Without experiments, the field of Psychology death-spirals into pseudoscience.
It is EXPERIMENTS that ground us back into reality (Pavalov's Dog. Skinner's
box. Etc. etc.) That's my lesson from Psychology class.

Operant Conditioning exists and is 100% reproducible. Slot Machines and Loot
Boxes are designed to follow Skinner's experiments on conditioning. Perhaps we
can define "Scientific Willpower" as the (theorized) ability to resist
conditioning, and develop experiments in that direction.

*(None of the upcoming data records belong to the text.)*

//! Trait abstraction for joystick polling to enable testing

use crate::error::Result;

/// Polled joystick state.
///
/// Axis and button indices follow the device's own enumeration order; see
/// [`AxisMap`](super::axis_map::AxisMap) for what each index means per
/// transmitter model.
#[cfg_attr(test, mockall::automock)]
pub trait InputSource {
    /// Drains pending device events into the readable state.
    fn pump(&mut self) -> Result<()>;

    /// Axis reading in [-1, 1]. Unknown indices read 0.0.
    fn axis(&self, index: usize) -> f32;

    /// Button state. Unknown indices read `false`.
    fn button(&self, index: usize) -> bool;

    /// False once the device reported that polling should stop.
    fn running(&self) -> bool;
}

#[cfg(test)]
pub mod mocks {
    use super::*;
    use std::collections::VecDeque;

    /// One poll's worth of device state.
    #[derive(Debug, Clone, Default)]
    pub struct Frame {
        pub axes: Vec<f32>,
        pub buttons: Vec<bool>,
    }

    impl Frame {
        pub fn new(axes: &[f32]) -> Self {
            Self {
                axes: axes.to_vec(),
                buttons: Vec::new(),
            }
        }

        pub fn with_buttons(mut self, pressed: &[usize]) -> Self {
            let len = pressed.iter().max().map_or(0, |&max| max + 1);
            self.buttons = vec![false; len];
            for &index in pressed {
                self.buttons[index] = true;
            }
            self
        }
    }

    /// Replays a fixed sequence of frames, one per `pump()`.
    ///
    /// The last frame is held once the script runs out.
    #[derive(Debug, Default)]
    pub struct ScriptedSource {
        script: VecDeque<Frame>,
        current: Frame,
        pub pumps: usize,
        pub stop_after: Option<usize>,
    }

    impl ScriptedSource {
        pub fn new(frames: Vec<Frame>) -> Self {
            Self {
                script: frames.into(),
                ..Self::default()
            }
        }
    }

    impl InputSource for ScriptedSource {
        fn pump(&mut self) -> Result<()> {
            if let Some(frame) = self.script.pop_front() {
                self.current = frame;
            }
            self.pumps += 1;
            Ok(())
        }

        fn axis(&self, index: usize) -> f32 {
            self.current.axes.get(index).copied().unwrap_or(0.0)
        }

        fn button(&self, index: usize) -> bool {
            self.current.buttons.get(index).copied().unwrap_or(false)
        }

        fn running(&self) -> bool {
            self.stop_after.map_or(true, |limit| self.pumps < limit)
        }
    }
}
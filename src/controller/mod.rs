//! # Controller Module
//!
//! Joystick input normalization and mode gating.
//!
//! This module handles:
//! - Joystick detection and polling via evdev
//! - Per-model, per-platform axis mapping
//! - Scaling raw axes to normalized demands
//! - Decoding hold and autopilot requests
//! - Debouncing momentary autopilot buttons
//! - Gating hold modes on neutral sticks
//! - The startup throttle gesture

pub mod axis_map;
pub mod composer;
pub mod convert;
pub mod debounce;
pub mod joystick;
pub mod model;
pub mod neutral;
pub mod source;
pub mod startup;
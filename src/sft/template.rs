//! Question and answer text for detection QA records.

use super::ResolvedDetection;

const QUESTION_PREFIX: &str = "Does the image contain the following objects? ";
const QUESTION_SUFFIX: &str = ". If yes, please mark their locations.";
const ANSWER_PREFIX: &str = "Yes, the image contains the following objects: ";
const ANSWER_SUFFIX: &str = ".";

/// Separator between answer clauses (full-width semicolon).
pub const CLAUSE_SEPARATOR: &str = "；";

/// Render the human turn for a set of labels.
///
/// `labels` should already be deduplicated; they are joined in the order
/// given.
pub fn render_question<S: AsRef<str>>(labels: &[S]) -> String {
    let joined = labels
        .iter()
        .map(AsRef::as_ref)
        .collect::<Vec<_>>()
        .join(", ");
    format!("{QUESTION_PREFIX}{joined}{QUESTION_SUFFIX}")
}

/// Render the assistant turn: one clause per detection, in order.
pub fn render_answer(detections: &[ResolvedDetection]) -> String {
    let clauses = detections
        .iter()
        .map(render_clause)
        .collect::<Vec<_>>()
        .join(CLAUSE_SEPARATOR);
    format!("{ANSWER_PREFIX}{clauses}{ANSWER_SUFFIX}")
}

/// Coordinates print as their task file wrote them: integers bare, floats
/// with a fractional part.
fn render_clause(det: &ResolvedDetection) -> String {
    let [x1, y1, x2, y2] = det.bbox;
    format!(
        "Object {} (ID: {}), Location: [{}, {}, {}, {}]",
        det.label, det.category_id, x1, y1, x2, y2
    )
}
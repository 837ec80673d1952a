//! JSON output for SFT records and skip lists.

use std::fs::{self, File};
use std::io::{BufReader, BufWriter, Write};
use std::path::Path;

use serde::Serialize;

use super::report::SkipEntry;
use super::SftRecord;
use crate::error::SftError;

/// Writes SFT records as a pretty-printed JSON array.
///
/// Parent directories are created as needed. Non-ASCII text is written
/// as-is.
pub fn write_sft_json(path: &Path, records: &[SftRecord]) -> Result<(), SftError> {
    write_pretty(path, records).map_err(|err| match err {
        WriteError::Io(e) => SftError::Io(e),
        WriteError::Json(source) => SftError::SftJsonWrite {
            path: path.to_path_buf(),
            source,
        },
    })
}

/// Reads SFT records back from a JSON file.
pub fn read_sft_json(path: &Path) -> Result<Vec<SftRecord>, SftError> {
    let file = File::open(path).map_err(SftError::Io)?;
    serde_json::from_reader(BufReader::new(file)).map_err(|source| SftError::SftJsonParse {
        path: path.to_path_buf(),
        source,
    })
}

/// Writes the full skip list as a pretty-printed JSON array.
pub fn write_skipped_json(path: &Path, skipped: &[SkipEntry]) -> Result<(), SftError> {
    write_pretty(path, skipped).map_err(|err| match err {
        WriteError::Io(e) => SftError::Io(e),
        WriteError::Json(source) => SftError::SkippedJsonWrite {
            path: path.to_path_buf(),
            source,
        },
    })
}

/// Writes SFT records to a JSON string.
///
/// Useful for testing without file I/O.
pub fn to_json_string(records: &[SftRecord]) -> Result<String, serde_json::Error> {
    serde_json::to_string_pretty(records)
}

enum WriteError {
    Io(std::io::Error),
    Json(serde_json::Error),
}

fn write_pretty<T: Serialize + ?Sized>(path: &Path, value: &T) -> Result<(), WriteError> {
    if let Some(parent) = path.parent().filter(|p| !p.as_os_str().is_empty()) {
        fs::create_dir_all(parent).map_err(WriteError::Io)?;
    }

    let file = File::create(path).map_err(WriteError::Io)?;
    let mut writer = BufWriter::new(file);
    serde_json::to_writer_pretty(&mut writer, value).map_err(WriteError::Json)?;
    writer.flush().map_err(WriteError::Io)
}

I mean, people CAN quit slot machines, and give up on video-game loot boxes
eventually. Why? What causes people to leave the Skinner-box? Is it an
internal-force (ie: "Willpower")? Or is it an external stimulus? Skinner's
experiments only studied the addiction-part of the cycle, it seems like the
"quitting" part is still an open question.

------
angelorck
Whats the concept of Will Power? You as an individual giving orders to
yourself to act like in a certain way. And remember your so called will power
is vulnerable to your surroundings and nature. And its gonna break you at some
point. Instead of "Will Power" take "responsibility" for your actions and
accept you have to change for your better future.

------
danschumann
If you're trying to get up and don't feel like it.. flex one muscle really
hard like your abs.. then a few seconds later your brain will let u get up

------
OldSchoolJohnny
There is no such thing as "willpower" and there is also no such thing as
"motivation" ([https://medium.com/swlh/theres-no-such-thing-as-
motivation-e...](https://medium.com/swlh/theres-no-such-thing-as-
motivation-e02edd7de30)). These are both complementary pre-scientific beliefs.
Modern, well done science is pretty conclusive on these matters and it needs
to be more widely known so we can progress forward as a species.